Games don’t paint many lines. So when building a graphics card optimised for games, there’s little reason to be concerned with how fast or how clearly lines get drawn. Consequently, while almost any card can render a generic line, it is not going to produce the smooth, high-quality lines required by AutoCAD. And that leads to one of two choices: sacrifice line quality for the sake of performance or fall back to software rendering and live with the inevitable drop in frame rate.

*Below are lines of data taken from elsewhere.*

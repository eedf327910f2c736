use bmi_core::*;
use chrono::Local;
use clap::{Parser, Subcommand};
use std::path::{Path, PathBuf};

const GAUGE_WIDTH: usize = 40;

#[derive(Parser)]
#[command(name = "bmi")]
#[command(about = "BMI calculator and history tracker", long_about = None)]
struct Cli {
    #[command(subcommand)]
    command: Commands,

    /// Override data directory
    #[arg(long, global = true)]
    data_dir: Option<PathBuf>,
}

#[derive(Subcommand)]
enum Commands {
    /// Create the record store if it does not exist yet
    Init {
        /// Also write the current settings to the config file if it is missing
        #[arg(long)]
        write_config: bool,
    },

    /// Calculate BMI from measurements and save the record
    Calc {
        #[arg(long, default_value = "")]
        name: String,

        #[arg(long, default_value = "")]
        email: String,

        /// Male, Female or Other (any label is accepted)
        #[arg(long, default_value = "")]
        gender: String,

        /// Weight in kg
        #[arg(long, default_value = "", allow_hyphen_values = true)]
        weight: String,

        /// Height in cm
        #[arg(long, default_value = "", allow_hyphen_values = true)]
        height: String,

        /// Dry run - show the result without saving it
        #[arg(long)]
        dry_run: bool,
    },

    /// Show all saved records for an email
    History {
        #[arg(long)]
        email: String,
    },

    /// Show the BMI trend for an email
    Trend {
        #[arg(long)]
        email: String,
    },

    /// Export the records for an email to CSV
    Export {
        #[arg(long)]
        email: String,

        /// Output CSV file
        #[arg(long)]
        out: PathBuf,
    },
}

fn main() {
    // Initialize logging
    bmi_core::logging::init();

    let cli = Cli::parse();

    if let Err(e) = run(cli) {
        tracing::debug!("Command failed: {:?}", e);
        eprintln!("Error: {}", e);
        std::process::exit(1);
    }
}

fn run(cli: Cli) -> Result<()> {
    // Determine data directory
    let config = Config::load()?;
    let data_dir = cli
        .data_dir
        .unwrap_or_else(|| config.data.data_dir.clone());

    match cli.command {
        Commands::Init { write_config } => cmd_init(&config, &data_dir, write_config),
        Commands::Calc {
            name,
            email,
            gender,
            weight,
            height,
            dry_run,
        } => {
            let raw = RawFields {
                name,
                email,
                gender,
                weight,
                height,
            };
            cmd_calc(&config, &data_dir, &raw, dry_run)
        }
        Commands::History { email } => cmd_history(&config, &data_dir, email.trim()),
        Commands::Trend { email } => cmd_trend(&config, &data_dir, email.trim()),
        Commands::Export { email, out } => cmd_export(&config, &data_dir, email.trim(), &out),
    }
}

fn cmd_init(config: &Config, data_dir: &Path, write_config: bool) -> Result<()> {
    let store = config.open_store(data_dir)?;
    println!("✓ Record store ready: {}", store.path().display());

    if write_config {
        let config_path = Config::default_config_path();
        if config_path.exists() {
            println!("  Config already present: {}", config_path.display());
        } else {
            let mut written = config.clone();
            written.data.data_dir = data_dir.to_path_buf();
            written.save()?;
            println!("✓ Config written: {}", config_path.display());
        }
    }
    Ok(())
}

fn cmd_calc(config: &Config, data_dir: &Path, raw: &RawFields, dry_run: bool) -> Result<()> {
    let draft = validate_and_compute(raw)?;
    if !GENDER_OPTIONS.contains(&draft.gender()) {
        tracing::info!("Gender {:?} is not one of {:?}", draft.gender(), GENDER_OPTIONS);
    }

    if dry_run {
        display_result(
            draft.user_name(),
            draft.email(),
            draft.gender(),
            draft.weight(),
            draft.height(),
            draft.bmi(),
            draft.category(),
        );
        display_gauge(draft.bmi(), draft.category());
        println!("\n[Dry run - not saving record]");
        return Ok(());
    }

    let mut store = config.open_store(data_dir)?;
    let record = save(&mut store, &draft)?;

    display_result(
        &record.user_name,
        &record.email,
        &record.gender,
        record.weight,
        record.height,
        record.bmi,
        record.category,
    );
    display_gauge(record.bmi, record.category);
    println!("\n✓ Record {} saved!", record.id);
    Ok(())
}

fn cmd_history(config: &Config, data_dir: &Path, email: &str) -> Result<()> {
    let store = config.open_store(data_dir)?;
    let history = history_for(&store, email)?;

    if history.is_empty() {
        println!("No data found for email: {}", email);
        return Ok(());
    }

    println!("Records for {}", email);
    println!();
    println!(
        "{:<20} {:>12} {:>12} {:>8}  {}",
        "Date", "Weight (kg)", "Height (cm)", "BMI", "Category"
    );
    for entry in &history {
        println!(
            "{:<20} {:>12} {:>12} {:>8.2}  {}",
            format_timestamp(&entry.timestamp),
            entry.weight,
            entry.height,
            entry.bmi,
            entry.category
        );
    }
    Ok(())
}

fn cmd_trend(config: &Config, data_dir: &Path, email: &str) -> Result<()> {
    let store = config.open_store(data_dir)?;
    let trend = trend_for(&store, email)?;

    if trend.is_empty() {
        println!("No BMI records found for this email.");
        return Ok(());
    }

    println!("BMI Trends for {}", email);
    println!();
    for point in &trend {
        let needle = gauge::needle_position(point.bmi) / gauge::AXIS_MAX;
        let filled = (needle * GAUGE_WIDTH as f64).round() as usize;
        println!(
            "{:<20} {:>6.2} {}",
            format_timestamp(&point.timestamp),
            point.bmi,
            "●".repeat(filled.max(1))
        );
    }
    Ok(())
}

fn cmd_export(config: &Config, data_dir: &Path, email: &str, out: &Path) -> Result<()> {
    let store = config.open_store(data_dir)?;
    let count = export_history_csv(&store, email, out)?;

    println!("✓ Exported {} records to CSV", count);
    println!("  CSV: {}", out.display());
    Ok(())
}

fn display_result(
    name: &str,
    email: &str,
    gender: &str,
    weight: f64,
    height: f64,
    bmi: f64,
    category: BmiCategory,
) {
    println!("\n╭─────────────────────────────────────────╮");
    println!("│  BMI CALCULATED");
    println!("╰─────────────────────────────────────────╯");
    println!();
    println!("  Name: {}", name);
    println!("  Email: {}", email);
    println!("  Gender: {}", gender);
    println!("  Weight: {} kg", weight);
    println!("  Height: {} cm", height);
    println!("  BMI: {}", bmi);
    println!("  Category: {}", category);
}

fn display_gauge(bmi: f64, category: BmiCategory) {
    let reading = Gauge::for_reading(BmiReading { bmi, category });
    let position = ((reading.fraction() * GAUGE_WIDTH as f64).round() as usize).min(GAUGE_WIDTH);

    let mut scale = String::with_capacity(GAUGE_WIDTH + 1);
    for i in 0..=GAUGE_WIDTH {
        let at = i as f64 * gauge::AXIS_MAX / GAUGE_WIDTH as f64;
        let symbol = match bmi_core::bmi::categorize(at) {
            BmiCategory::Underweight => '░',
            BmiCategory::NormalWeight => '▒',
            BmiCategory::Overweight => '▓',
            BmiCategory::Obese => '█',
        };
        scale.push(if i == position { '▼' } else { symbol });
    }

    println!();
    println!("  BMI Gauge  0 {} {}", scale, gauge::AXIS_MAX);
    println!(
        "  {:+.2} vs {} ({})",
        reading.delta,
        gauge::REFERENCE_BMI,
        reading.band.category
    );
}

fn format_timestamp(timestamp: &chrono::DateTime<chrono::Utc>) -> String {
    timestamp
        .with_timezone(&Local)
        .format("%Y-%m-%d %H:%M:%S")
        .to_string()
}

By contrast, professional-class cards like NVIDIA Quadro FX boards, integrate a fast hardware engine specifically designed to draw AutoCAD-style smooth lines without the performance penalty.

High-performance PC gaming has been a boon to professional graphics hardware, and while consumer-class cards don’t wholly serve the specific demands of the AutoCAD professional, the sheer growth in 3D volume across the markets have driven prices down for all types of products, including professional cards.
With prices extending down to around $150 (NVIDIA’s Quadro FX 370, for example), the cost of today’s professional cards is comparable with the latest consumer offerings, yet they deliver AutoCAD performance well beyond what the gamer’s card can offer.

NVIDIA and Autodesk together spend around 2,000 man-hours annually on the testing and certification of Quadro/AutoCAD applications. This ensures that driver-related software bugs are kept to an absolute minimum. Autodesk both certifies and recommends Quadro for use with AutoCAD; indeed, some of the software’s most advanced features cannot be properly realised without a professional-class graphics processing platform like Quadro.